Сезон охоты на единорогов
Шрифт:
Женька кивнул, что принял. Но всё-таки не ушёл. А это добрый знак. Если и не доверия, то уже его зародыша. Так и поговорить, наконец, можно.
– Ты давно с ним, Жень?
– Год, - коротко отозвался он.
Немало для стражества. За такое время обычно можно слиться в силе, а значит они оба – мальчик и его страж – хорошо состроены, как струны музыкального инструмента меж собой, должны чувствовать всё, что происходит друг с другом. Должны бы, да незнамо, как оно на самом деле.
– А здесь сколько?
– С середины мая.
И это заметно. Всё, что успели сделать за пару месяцев – привести в порядок дом, чуток засадить картошки, взять мелкую живность на разведение. Всё
– Ты уверен, что здесь надолго? – тихо спросил я.

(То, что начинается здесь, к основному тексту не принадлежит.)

use std::fmt::Write as _;

use chrono_tz::Tz;

use crate::calendar::{DayGroups, FeedError, Occurrence};

pub const EMPTY: &str = "No upcoming events";

/// Plain-text agenda: one header per day, one line per occurrence.
pub fn render(groups: &DayGroups, tz: Tz) -> String {
    if groups.is_empty() {
        return format!("{EMPTY}\n");
    }

    let mut out = String::new();

    for (date, occurrences) in groups.iter() {
        let _ = writeln!(out, "{}", date.format("%a %d.%m.%Y"));

        for occurrence in occurrences {
            let _ = writeln!(out, "  {}", oneliner(occurrence, tz));
        }
    }

    out
}

/// One line per source whose last refresh failed.
pub fn render_errors(errors: &[FeedError]) -> String {
    errors.iter().fold(String::new(), |mut out, error| {
        let _ = writeln!(out, "! {error}");
        out
    })
}

fn oneliner(occurrence: &Occurrence, tz: Tz) -> String {
    let mut info = String::new();

    if occurrence.is_full_day {
        info.push_str("all day");
    } else if let (Some(start), Some(end)) = (occurrence.start(), occurrence.end()) {
        let start = start.with_timezone(&tz);
        let end = end.with_timezone(&tz);

        info.push_str(&start.format("%H:%M").to_string());
        info.push_str(" - ");

        if end.date_naive() != start.date_naive() {
            info.push_str(&end.format("%a ").to_string());
        }

        info.push_str(&end.format("%H:%M").to_string());
    }

    let mut line = format!("{info:<15} {}", occurrence.title);

    if !occurrence.location.is_empty() {
        let _ = write!(line, " @ {}", occurrence.location);
    }

    let _ = write!(line, " [{}]", occurrence.source_name);

    line
}

#[cfg(test)]
mod tests {
    use std::collections::BTreeMap;
    use std::sync::Arc;

    use chrono::{TimeZone, Utc};
    use chrono_tz::Europe::Berlin;

    use super::*;
    use crate::calendar::{compute, DisplayWindow, WindowConfig};

    fn occurrence(title: &str, start: i64, end: i64, is_full_day: bool) -> Occurrence {
        Occurrence {
            source_name: "Work".to_owned(),
            title: title.to_owned(),
            description: String::new(),
            location: String::new(),
            start_millis: start,
            end_millis: end,
            is_full_day,
            color: None,
            icon: None,
        }
    }

    fn at(d: u32, h: u32, m: u32) -> i64 {
        Berlin.with_ymd_and_hms(2024, 5, d, h, m, 0).unwrap().timestamp_millis()
    }

    fn groups(list: Vec<Occurrence>) -> DayGroups {
        let snapshot = BTreeMap::from([("Work".to_owned(), Arc::new(list))]);
        let now = Utc.with_ymd_and_hms(2024, 5, 14, 6, 0, 0).unwrap();

        compute(&snapshot, &DisplayWindow::new(now, &WindowConfig::default(), Berlin), true)
    }

    #[test]
    fn empty_agenda_says_so() {
        assert_eq!(render(&DayGroups::default(), Berlin), "No upcoming events\n");
    }

    #[test]
    fn full_day_events_have_no_time_range() {
        let groups = groups(vec![
            occurrence("Holiday", at(14, 0, 0), at(15, 0, 0), true),
            occurrence("Review", at(14, 10, 0), at(14, 11, 30), false),
        ]);

        let text = render(&groups, Berlin);

        assert_eq!(
            text,
            "Tue 14.05.2024\n  all day         Holiday [Work]\n  10:00 - 11:30   Review [Work]\n"
        );
    }

    #[test]
    fn spans_past_midnight_name_the_end_day() {
        let groups = groups(vec![occurrence("Late show", at(14, 23, 50), at(15, 0, 30), false)]);

        let text = render(&groups, Berlin);

        assert!(text.contains("23:50 - Wed 00:30"));
    }

    #[test]
    fn errors_are_listed_per_source() {
        let errors = vec![FeedError {
            source_name: "Work".to_owned(),
            message: "transport error: HTTP 503".to_owned(),
        }];

        assert_eq!(render_errors(&errors), "! [Work] transport error: HTTP 503\n");
    }
}
mod aggregate;
mod classify;
mod engine;
mod event;
mod feed;
mod fetch;
mod registry;

pub mod event_builder;
pub mod recurrence;
pub mod time;

pub use aggregate::*;
pub use classify::*;
pub use engine::*;
pub use event::*;
pub use feed::*;
pub use fetch::*;
pub use registry::*;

Женька поиграл пальцами, то сжимая, то разжимая кулак. И осторожно отозвался:
– Юрка считает, что здесь относительно безопасно.
Значит, не уверен. Значит, как и я, склонен полагать, что этот покой и остановка в пути – временны, до первой атаки. Но всё равно – сажает растения, приводит в порядок дом… Какие же у него сильная воля и вера в мальца! Я жил гонимым последние четыре года. Я понимаю.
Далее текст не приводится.